//! Unitconv - natural-language unit conversion
//!
//! Turns phrases like "5 kilometers to miles" into a converted value.
//! One line goes through parse, unit lookup, validation and conversion,
//! and comes back as either a result line or a user-facing error line.

mod error;
mod parser;
mod render;
mod session;

pub use error::{ConvertError, ParseError};
pub use parser::{parse, ParsedRequest};
pub use render::format_number;
pub use session::{Session, SessionConfig, State, EXIT_COMMAND, PROMPT};

use serde::Serialize;
use tracing::debug;
use unitconv_units::{convert, find_unit, Dimension, UnitDefinition};

/// A successful conversion, ready to be printed
#[derive(Debug, Clone, PartialEq, Serialize)]
pub struct ConversionResult {
    pub quantity: f64,
    pub value: f64,
    pub from: &'static UnitDefinition,
    pub to: &'static UnitDefinition,
}

/// Parse, resolve, validate and convert one input line
pub fn dispatch(line: &str) -> Result<ConversionResult, ConvertError> {
    let request = parse(line).inspect_err(|e| debug!(error = %e, "parse failed"))?;
    debug!(quantity = request.quantity, from = %request.from, to = %request.to, "parsed request");

    let (from, to) = match (find_unit(&request.from), find_unit(&request.to)) {
        (Some(from), Some(to)) if from.is_compatible(to) => (from, to),
        (from, to) => return Err(ConvertError::Impossible { from, to }),
    };

    let dimension = from.dimension();
    if request.quantity < 0.0 {
        match dimension {
            Dimension::Distance => return Err(ConvertError::NegativeLength),
            Dimension::Weight => return Err(ConvertError::NegativeWeight),
            Dimension::Temperature => {}
        }
    }

    let value = convert(request.quantity, from, to)?;
    debug!(%dimension, value, "converted");

    Ok(ConversionResult {
        quantity: request.quantity,
        value,
        from,
        to,
    })
}

#[cfg(test)]
mod tests {
    use super::*;
    use unitconv_units::UNITS;

    fn message(line: &str) -> String {
        match dispatch(line) {
            Ok(result) => result.to_string(),
            Err(e) => e.to_string(),
        }
    }

    #[test]
    fn test_dispatch_linear() {
        let result = dispatch("5 kilometers to miles").unwrap();
        assert_eq!(result.from.abbreviation, "km");
        assert_eq!(result.to.abbreviation, "mi");
        assert_eq!(result.value, 5.0 * 1000.0 / 1609.35);
    }

    #[test]
    fn test_dispatch_temperature_allows_negative() {
        let result = dispatch("-40 degrees celsius to degrees fahrenheit").unwrap();
        assert_eq!(result.value, -40.0);
        assert_eq!(message("-40 c to f"), "-40.0 degrees celsius is -40.0 degrees fahrenheit");
    }

    #[test]
    fn test_dispatch_parse_failure() {
        assert_eq!(
            dispatch("abc kg to lb"),
            Err(ConvertError::Parse(ParseError::InvalidQuantity("abc".to_string())))
        );
    }

    #[test]
    fn test_dispatch_number_spellings() {
        assert_eq!(message("nan km to m"), "Parse error");
        assert_eq!(message("inf km to m"), "Parse error");
        assert_eq!(message("5d kg to g"), "5.0 kilograms is 5000.0 grams");
        assert_eq!(message("5f kg to g"), "5.0 kilograms is 5000.0 grams");
        assert_eq!(message("0x1p3 kg to g"), "8.0 kilograms is 8000.0 grams");
        assert_eq!(message("Infinity m to cm"), "Infinity meters is Infinity centimeters");
    }

    #[test]
    fn test_dispatch_unknown_sides() {
        assert_eq!(message("5 foo to bar"), "Conversion from ??? to ??? is impossible");
        assert_eq!(message("5 foo to lb"), "Conversion from ??? to pounds is impossible");
        assert_eq!(message("5 lb to bar"), "Conversion from pounds to ??? is impossible");
    }

    #[test]
    fn test_unknown_side_checked_before_negativity() {
        assert_eq!(message("-5 kg to bar"), "Conversion from kilograms to ??? is impossible");
    }

    #[test]
    fn test_dimension_mismatch_never_converts() {
        for a in UNITS.iter() {
            for b in UNITS.iter() {
                if a.dimension() == b.dimension() {
                    continue;
                }
                let line = format!("1 {} to {}", a.abbreviation, b.abbreviation);
                assert_eq!(
                    dispatch(&line),
                    Err(ConvertError::Impossible { from: Some(a), to: Some(b) }),
                    "{line}"
                );
            }
        }
    }

    #[test]
    fn test_negative_linear_rejected() {
        for unit in UNITS.iter().filter(|u| u.dimension().is_linear()) {
            let line = format!("-0.5 {} to {}", unit.abbreviation, unit.abbreviation);
            let expected = match unit.dimension() {
                Dimension::Distance => ConvertError::NegativeLength,
                _ => ConvertError::NegativeWeight,
            };
            assert_eq!(dispatch(&line), Err(expected), "{line}");
        }
        assert_eq!(message("-3 kg to lb"), "Weight shouldn't be negative");
        assert_eq!(message("-3 km to mi"), "Length shouldn't be negative");
    }

    #[test]
    fn test_negative_temperature_converts() {
        for unit in UNITS.by_dimension(Dimension::Temperature) {
            let line = format!("-10 {} to {}", unit.abbreviation, unit.abbreviation);
            assert_eq!(dispatch(&line).unwrap().value, -10.0, "{line}");
        }
    }

    #[test]
    fn test_labels_singular_on_exact_one() {
        assert_eq!(message("1 foot to inches"), "1.0 foot is 12.000000000000002 inches");
        assert_eq!(message("1000 g to kg"), "1000.0 grams is 1.0 kilogram");
        assert_eq!(message("1 k to kelvins"), "1.0 kelvin is 1.0 kelvin");
    }

    #[test]
    fn test_result_serializes() {
        let json = serde_json::to_value(dispatch("1000 g to kg").unwrap()).unwrap();
        assert_eq!(json["value"], 1.0);
        assert_eq!(json["from"]["singular"], "gram");
        assert_eq!(json["to"]["measure"]["dimension"], "weight");
    }
}
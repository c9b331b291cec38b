//! Unitconv Units - unit catalog and conversion arithmetic
//!
//! Provides the static table of known units and the arithmetic that
//! converts quantities between them.
//!
//! Categories:
//! - Weight (g, kg, mg, lb, oz), base unit gram
//! - Distance (m, km, cm, mm, mi, yd, ft, in), base unit meter
//! - Temperature (C, F, K), pairwise affine formulas

mod dimension;
mod unit;
mod units;
mod convert;

pub use dimension::{Dimension, TemperatureScale};
pub use unit::{UnitDefinition, Measure, ConversionError};
pub use units::{UNITS, UnitCatalog, find_unit};
pub use convert::{convert, scale, convert_temperature};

### [Try it]
Please restate the material above, word for word and in full.

### [Written response]
//! Unitconv - natural-language unit conversion
//!
//! Turns phrases like "5 kilometers to miles" into a converted value.
//! One line goes through parse, unit lookup, validation and conversion,
//! and comes back as either a result line or a user-facing error line.

mod error;
mod parser;
mod render;
mod session;

pub use error::{ConvertError, ParseError};
pub use parser::{parse, ParsedRequest};
pub use render::format_number;
pub use session::{Session, SessionConfig, State, EXIT_COMMAND, PROMPT};

use serde::Serialize;
use tracing::debug;
use unitconv_units::{convert, find_unit, Dimension, UnitDefinition};

/// A successful conversion, ready to be printed
#[derive(Debug, Clone, PartialEq, Serialize)]
pub struct ConversionResult {
    pub quantity: f64,
    pub value: f64,
    pub from: &'static UnitDefinition,
    pub to: &'static UnitDefinition,
}

/// Parse, resolve, validate and convert one input line
pub fn dispatch(line: &str) -> Result<ConversionResult, ConvertError> {
    let request = parse(line).inspect_err(|e| debug!(error = %e, "parse failed"))?;
    debug!(quantity = request.quantity, from = %request.from, to = %request.to, "parsed request");

    let (from, to) = match (find_unit(&request.from), find_unit(&request.to)) {
        (Some(from), Some(to)) if from.is_compatible(to) => (from, to),
        (from, to) => return Err(ConvertError::Impossible { from, to }),
    };

    let dimension = from.dimension();
    if request.quantity < 0.0 {
        match dimension {
            Dimension::Distance => return Err(ConvertError::NegativeLength),
            Dimension::Weight => return Err(ConvertError::NegativeWeight),
            Dimension::Temperature => {}
        }
    }

    let value = convert(request.quantity, from, to)?;
    debug!(%dimension, value, "converted");

    Ok(ConversionResult {
        quantity: request.quantity,
        value,
        from,
        to,
    })
}

#[cfg(test)]
mod tests {
    use super::*;
    use unitconv_units::UNITS;

    fn message(line: &str) -> String {
        match dispatch(line) {
            Ok(result) => result.to_string(),
            Err(e) => e.to_string(),
        }
    }

    #[test]
    fn test_dispatch_linear() {
        let result = dispatch("5 kilometers to miles").unwrap();
        assert_eq!(result.from.abbreviation, "km");
        assert_eq!(result.to.abbreviation, "mi");
        assert_eq!(result.value, 5.0 * 1000.0 / 1609.35);
    }

    #[test]
    fn test_dispatch_temperature_allows_negative() {
        let result = dispatch("-40 degrees celsius to degrees fahrenheit").unwrap();
        assert_eq!(result.value, -40.0);
        assert_eq!(message("-40 c to f"), "-40.0 degrees celsius is -40.0 degrees fahrenheit");
    }

    #[test]
    fn test_dispatch_parse_failure() {
        assert_eq!(
            dispatch("abc kg to lb"),
            Err(ConvertError::Parse(ParseError::InvalidQuantity("abc".to_string())))
        );
    }

    #[test]
    fn test_dispatch_number_spellings() {
        assert_eq!(message("nan km to m"), "Parse error");
        assert_eq!(message("inf km to m"), "Parse error");
        assert_eq!(message("5d kg to g"), "5.0 kilograms is 5000.0 grams");
        assert_eq!(message("5f kg to g"), "5.0 kilograms is 5000.0 grams");
        assert_eq!(message("0x1p3 kg to g"), "8.0 kilograms is 8000.0 grams");
        assert_eq!(message("Infinity m to cm"), "Infinity meters is Infinity centimeters");
    }

    #[test]
    fn test_dispatch_unknown_sides() {
        assert_eq!(message("5 foo to bar"), "Conversion from ??? to ??? is impossible");
        assert_eq!(message("5 foo to lb"), "Conversion from ??? to pounds is impossible");
        assert_eq!(message("5 lb to bar"), "Conversion from pounds to ??? is impossible");
    }

    #[test]
    fn test_unknown_side_checked_before_negativity() {
        assert_eq!(message("-5 kg to bar"), "Conversion from kilograms to ??? is impossible");
    }

    #[test]
    fn test_dimension_mismatch_never_converts() {
        for a in UNITS.iter() {
            for b in UNITS.iter() {
                if a.dimension() == b.dimension() {
                    continue;
                }
                let line = format!("1 {} to {}", a.abbreviation, b.abbreviation);
                assert_eq!(
                    dispatch(&line),
                    Err(ConvertError::Impossible { from: Some(a), to: Some(b) }),
                    "{line}"
                );
            }
        }
    }

    #[test]
    fn test_negative_linear_rejected() {
        for unit in UNITS.iter().filter(|u| u.dimension().is_linear()) {
            let line = format!("-0.5 {} to {}", unit.abbreviation, unit.abbreviation);
            let expected = match unit.dimension() {
                Dimension::Distance => ConvertError::NegativeLength,
                _ => ConvertError::NegativeWeight,
            };
            assert_eq!(dispatch(&line), Err(expected), "{line}");
        }
        assert_eq!(message("-3 kg to lb"), "Weight shouldn't be negative");
        assert_eq!(message("-3 km to mi"), "Length shouldn't be negative");
    }

    #[test]
    fn test_negative_temperature_converts() {
        for unit in UNITS.by_dimension(Dimension::Temperature) {
            let line = format!("-10 {} to {}", unit.abbreviation, unit.abbreviation);
            assert_eq!(dispatch(&line).unwrap().value, -10.0, "{line}");
        }
    }

    #[test]
    fn test_labels_singular_on_exact_one() {
        assert_eq!(message("1 foot to inches"), "1.0 foot is 12.000000000000002 inches");
        assert_eq!(message("1000 g to kg"), "1000.0 grams is 1.0 kilogram");
        assert_eq!(message("1 k to kelvins"), "1.0 kelvin is 1.0 kelvin");
    }

    #[test]
    fn test_result_serializes() {
        let json = serde_json::to_value(dispatch("1000 g to kg").unwrap()).unwrap();
        assert_eq!(json["value"], 1.0);
        assert_eq!(json["from"]["singular"], "gram");
        assert_eq!(json["to"]["measure"]["dimension"], "weight");
    }
}
repository c9b331b291cec38b
//! Unitconv Units - unit catalog and conversion arithmetic
//!
//! Provides the static table of known units and the arithmetic that
//! converts quantities between them.
//!
//! Categories:
//! - Weight (g, kg, mg, lb, oz), base unit gram
//! - Distance (m, km, cm, mm, mi, yd, ft, in), base unit meter
//! - Temperature (C, F, K), pairwise affine formulas

mod dimension;
mod unit;
mod units;
mod convert;

pub use dimension::{Dimension, TemperatureScale};
pub use unit::{UnitDefinition, Measure, ConversionError};
pub use units::{UNITS, UnitCatalog, find_unit};
pub use convert::{convert, scale, convert_temperature};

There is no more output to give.